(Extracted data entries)

»»

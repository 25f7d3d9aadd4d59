pub mod client;
pub mod dtos;
pub mod handlers;
pub mod routes;
pub mod service;

pub use client::{AnthropicClient, TextGenerator};
pub use service::GenerationService;
#[cfg(test)]
mod tests {
    use super::*;
    use crate::features::auth::model::Tier;
    use crate::shared::test_helpers::{actor_with_role, standard_actor};

    fn definition_with_version(key: &str, content: &str) -> PromptDefinition {
        let mut definition = PromptDefinition {
            id: Uuid::new_v4(),
            key: key.to_string(),
            name: key.to_string(),
            description: None,
            prompt_type: PromptType::Punctuation,
            category: PromptCategory::Torah,
            scope: PromptScope::Both,
            tags: vec![],
            is_public: false,
            is_active: true,
            restricted_to: vec![],
            current_version: 1,
            usage: UsageStats::default(),
            created_by: "owner-1".to_string(),
            last_modified_by: None,
            deleted_at: None,
            delete_reason: None,
            created_at: Utc::now(),
            updated_at: Utc::now(),
            versions: vec![],
        };
        definition.add_version(content.to_string(), false, None, "owner-1", None);
        definition
            .activate_version(1, "owner-1")
            .expect("version 1 exists");
        definition
    }

    #[test]
    fn initial_version_is_active() {
        let definition = definition_with_version("punctuation", "X");

        let active = definition.active_version().expect("an active version");
        assert_eq!(active.ordinal, 1);
        assert_eq!(active.content, "X");
        assert_eq!(definition.current_version, 1);
    }

    #[test]
    fn adding_a_version_does_not_change_the_active_one() {
        let mut definition = definition_with_version("punctuation", "X");

        let ordinal = definition.add_version("Y".to_string(), false, None, "owner-1", None);
        assert_eq!(ordinal, 2);

        let active = definition.active_version().unwrap();
        assert_eq!(active.content, "X");
        assert_eq!(definition.current_version, 1);
        assert!(!definition.version(2).unwrap().is_active);
    }

    #[test]
    fn activation_moves_the_single_active_flag() {
        let mut definition = definition_with_version("punctuation", "X");
        definition.add_version("Y".to_string(), false, None, "owner-1", None);

        definition.activate_version(2, "moderator-1").unwrap();

        let active = definition.active_version().unwrap();
        assert_eq!(active.ordinal, 2);
        assert_eq!(active.content, "Y");
        assert_eq!(definition.current_version, 2);
        assert!(!definition.version(1).unwrap().is_active);
        assert_eq!(definition.last_modified_by.as_deref(), Some("moderator-1"));
    }

    #[test]
    fn at_most_one_version_is_active_across_repeated_activations() {
        let mut definition = definition_with_version("punctuation", "X");
        for content in ["Y", "Z", "W"] {
            definition.add_version(content.to_string(), false, None, "owner-1", None);
        }

        for ordinal in [3, 1, 4, 2] {
            definition.activate_version(ordinal, "owner-1").unwrap();
            let active_count = definition.versions.iter().filter(|v| v.is_active).count();
            assert_eq!(active_count, 1);
            assert_eq!(definition.current_version, ordinal);
        }
    }

    #[test]
    fn activating_a_missing_version_changes_nothing() {
        let mut definition = definition_with_version("punctuation", "X");

        let err = definition.activate_version(9, "owner-1").unwrap_err();
        assert!(matches!(err, AppError::NotFound(_)));
        assert_eq!(definition.current_version, 1);
        assert!(definition.version(1).unwrap().is_active);
    }

    #[test]
    fn ordinals_are_contiguous_from_one() {
        let mut definition = definition_with_version("punctuation", "X");
        for i in 2..=5 {
            let ordinal = definition.add_version(format!("v{}", i), false, None, "owner-1", None);
            assert_eq!(ordinal, i);
        }
        let mut ordinals: Vec<i32> = definition.versions.iter().map(|v| v.ordinal).collect();
        ordinals.sort_unstable();
        assert_eq!(ordinals, vec![1, 2, 3, 4, 5]);
    }

    #[test]
    fn usage_stats_track_running_averages() {
        let mut definition = definition_with_version("punctuation", "X");
        let weights = PopularityWeights::default();

        definition.record_usage(1000.0, 200.0, true, &weights);
        definition.record_usage(3000.0, 400.0, false, &weights);

        assert_eq!(definition.usage.total, 2);
        assert!((definition.usage.avg_response_ms - 2000.0).abs() < f64::EPSILON);
        assert!((definition.usage.avg_tokens - 300.0).abs() < f64::EPSILON);
        assert!((definition.usage.success_rate - 50.0).abs() < f64::EPSILON);
        assert!(definition.usage.last_used.is_some());
    }

    #[test]
    fn popularity_is_a_weighted_blend() {
        let mut definition = definition_with_version("punctuation", "X");
        definition.usage.total = 10;
        definition.usage.success_rate = 90.0;
        definition.usage.avg_response_ms = 2000.0;

        definition.recompute_popularity(&PopularityWeights::default());

        // 10 * 0.4 + 90 * 0.3 + (100 - 2) * 0.3
        assert!((definition.usage.popularity_score - 60.4).abs() < 1e-9);
    }

    #[test]
    fn visibility_respects_restriction_list_and_public_flag() {
        let mut definition = definition_with_version("punctuation", "X");

        // Not public, no restrictions: standard actors are out, owners pass.
        assert!(!definition.can_actor_use(&standard_actor()));
        assert!(definition.can_actor_use(&actor_with_role("owner-1", Role::Owner)));

        definition.is_public = true;
        assert!(definition.can_actor_use(&standard_actor()));

        // A restriction list overrides the public flag.
        definition.restricted_to = vec!["premium".to_string()];
        let mut premium = standard_actor();
        premium.tier = Tier::Premium;
        assert!(definition.can_actor_use(&premium));
        let mut free = standard_actor();
        free.tier = Tier::Free;
        assert!(!definition.can_actor_use(&free));

        // Soft-deleted definitions are invisible to everyone but the check.
        definition.deleted_at = Some(Utc::now());
        assert!(!definition.can_actor_use(&premium));
    }
}
use chrono::{DateTime, Utc};
use serde::{Deserialize, Serialize};
use utoipa::{IntoParams, ToSchema};
use uuid::Uuid;
use validator::Validate;

use crate::features::prompts::models::{
    PromptCategory, PromptDefinition, PromptScope, PromptType, PromptVersion, UsageStats,
};
use crate::shared::constants::{DEFAULT_PAGE_SIZE, MAX_PAGE_SIZE};
use crate::shared::validation::DEFINITION_KEY_REGEX;

// Sort direction
#[derive(Debug, Clone, Copy, Default, Deserialize, ToSchema)]
#[serde(rename_all = "lowercase")]
pub enum SortDirection {
    #[default]
    Desc,
    Asc,
}

impl SortDirection {
    pub fn as_sql(&self) -> &'static str {
        match self {
            SortDirection::Asc => "ASC",
            SortDirection::Desc => "DESC",
        }
    }
}

// Helper functions for defaults
fn default_page() -> i64 {
    1
}

fn default_page_size() -> i64 {
    DEFAULT_PAGE_SIZE
}

// Query params for listing definitions
#[derive(Debug, Clone, Deserialize, IntoParams)]
pub struct DefinitionQueryParams {
    /// Page number (1-indexed)
    #[serde(default = "default_page")]
    #[param(minimum = 1)]
    pub page: i64,

    /// Items per page
    #[serde(default = "default_page_size")]
    #[param(minimum = 1, maximum = 100)]
    pub page_size: i64,

    /// Search in key, name, or description
    pub search: Option<String>,

    /// Filter by classification type
    pub prompt_type: Option<PromptType>,

    /// Filter by active status (true = active, false = inactive, none = all)
    pub is_active: Option<bool>,

    /// Include soft-deleted definitions (default: false)
    #[serde(default)]
    pub include_deleted: bool,

    /// Sort direction (default: desc by created_at)
    #[serde(default)]
    pub sort: SortDirection,
}

impl DefinitionQueryParams {
    pub fn offset(&self) -> i64 {
        (self.page.max(1) - 1) * self.limit()
    }

    pub fn limit(&self) -> i64 {
        self.page_size.clamp(1, MAX_PAGE_SIZE)
    }
}

// Create request: definition plus its initial version, which is activated
// immediately.
#[derive(Debug, Deserialize, Validate, ToSchema)]
pub struct CreateDefinitionDto {
    /// Machine key: lowercase letters and underscores only (e.g. "punctuation")
    #[validate(length(min = 1, max = 100), regex(path = *DEFINITION_KEY_REGEX, message = "key may contain only lowercase letters and underscores"))]
    pub key: String,

    #[validate(length(min = 1, max = 100))]
    pub name: String,

    #[validate(length(max = 500))]
    pub description: Option<String>,

    pub prompt_type: PromptType,

    #[serde(default = "default_category")]
    pub category: PromptCategory,

    #[serde(default = "default_scope")]
    pub scope: PromptScope,

    #[serde(default)]
    pub tags: Vec<String>,

    #[serde(default)]
    pub is_public: bool,

    /// Role and tier names this definition is restricted to
    #[serde(default)]
    pub restricted_to: Vec<String>,

    /// Initial version content
    #[validate(length(min = 1))]
    pub content: String,

    pub system_instruction: Option<String>,

    #[validate(length(max = 500))]
    pub changelog: Option<String>,

    /// Explicitly store this content unencrypted. There is no silent
    /// downgrade: content is sealed unless this marker is set.
    #[serde(default)]
    pub store_plaintext: bool,
}

fn default_category() -> PromptCategory {
    PromptCategory::General
}

fn default_scope() -> PromptScope {
    PromptScope::Both
}

#[derive(Debug, Deserialize, Validate, ToSchema)]
pub struct AddVersionDto {
    #[validate(length(min = 1))]
    pub content: String,

    pub system_instruction: Option<String>,

    #[validate(length(max = 500))]
    pub changelog: Option<String>,

    #[serde(default)]
    pub store_plaintext: bool,
}

#[derive(Debug, Default, Deserialize, Validate, ToSchema)]
pub struct ActivateVersionDto {
    /// One-time code, required when activation is in the step-up subset
    pub step_up_code: Option<String>,
}

#[derive(Debug, Deserialize, Validate, ToSchema)]
pub struct DeleteDefinitionDto {
    /// Free-text justification, mandatory for destructive operations
    #[validate(length(min = 5, max = 500, message = "reason must be at least 5 characters"))]
    pub reason: String,

    /// One-time code for the step-up challenge
    pub step_up_code: Option<String>,
}

// Definition metadata response. Content never appears here; the vault-gated
// endpoints return it separately.
#[derive(Debug, Serialize, ToSchema)]
pub struct DefinitionResponseDto {
    pub id: Uuid,
    pub key: String,
    pub name: String,
    pub description: Option<String>,
    pub prompt_type: PromptType,
    pub category: PromptCategory,
    pub scope: PromptScope,
    pub tags: Vec<String>,
    pub is_public: bool,
    pub is_active: bool,
    pub restricted_to: Vec<String>,
    pub current_version: i32,
    pub total_versions: usize,
    pub usage: UsageStats,
    pub created_by: String,
    pub last_modified_by: Option<String>,
    pub deleted_at: Option<DateTime<Utc>>,
    pub created_at: DateTime<Utc>,
    pub updated_at: DateTime<Utc>,
}

impl From<PromptDefinition> for DefinitionResponseDto {
    fn from(d: PromptDefinition) -> Self {
        Self {
            id: d.id,
            key: d.key,
            name: d.name,
            description: d.description,
            prompt_type: d.prompt_type,
            category: d.category,
            scope: d.scope,
            tags: d.tags,
            is_public: d.is_public,
            is_active: d.is_active,
            restricted_to: d.restricted_to,
            current_version: d.current_version,
            total_versions: d.versions.len(),
            usage: d.usage,
            created_by: d.created_by,
            last_modified_by: d.last_modified_by,
            deleted_at: d.deleted_at,
            created_at: d.created_at,
            updated_at: d.updated_at,
        }
    }
}

/// Version with decrypted content, for the role-restricted editing path only.
#[derive(Debug, Serialize, ToSchema)]
pub struct VersionContentDto {
    pub ordinal: i32,
    pub content: String,
    pub system_instruction: Option<String>,
    pub author: String,
    pub changelog: Option<String>,
    pub is_active: bool,
    pub created_at: DateTime<Utc>,
}

#[derive(Debug, Serialize, ToSchema)]
pub struct VersionAddedDto {
    pub definition_id: Uuid,
    pub ordinal: i32,
}

#[derive(Debug, Serialize, ToSchema)]
pub struct ActiveContentDto {
    pub definition_id: Uuid,
    pub key: String,
    pub ordinal: i32,
    pub content: String,
    pub system_instruction: Option<String>,
}

#[derive(Debug, Serialize, ToSchema)]
pub struct ActivationResultDto {
    pub definition_id: Uuid,
    pub active_version: i32,
}

impl VersionContentDto {
    pub fn from_version(version: &PromptVersion, content: String) -> Self {
        Self {
            ordinal: version.ordinal,
            content,
            system_instruction: version.system_instruction.clone(),
            author: version.author.clone(),
            changelog: version.changelog.clone(),
            is_active: version.is_active,
            created_at: version.created_at,
        }
    }
}

#[cfg(test)]
mod tests {
    use super::*;

    #[test]
    fn delete_reason_shorter_than_five_chars_is_rejected() {
        let dto = DeleteDefinitionDto {
            reason: "ok".to_string(),
            step_up_code: None,
        };
        assert!(dto.validate().is_err());

        let dto = DeleteDefinitionDto {
            reason: "obsolete".to_string(),
            step_up_code: None,
        };
        assert!(dto.validate().is_ok());
    }

    #[test]
    fn create_dto_enforces_key_charset() {
        let mut dto = CreateDefinitionDto {
            key: "punctuation".to_string(),
            name: "Punctuation".to_string(),
            description: None,
            prompt_type: PromptType::Punctuation,
            category: PromptCategory::Torah,
            scope: PromptScope::Both,
            tags: vec![],
            is_public: false,
            restricted_to: vec![],
            content: "X".to_string(),
            system_instruction: None,
            changelog: None,
            store_plaintext: false,
        };
        assert!(dto.validate().is_ok());

        dto.key = "Punctuation-2".to_string();
        assert!(dto.validate().is_err());

        dto.key = "punctuation".to_string();
        dto.content = String::new();
        assert!(dto.validate().is_err());
    }
}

««

## Assignment
In the entries above, locate every line with the word "expect" and copy it.

## Answer to this exercise
            .expect("version 1 exists");
        let active = definition.active_version().expect("an active version");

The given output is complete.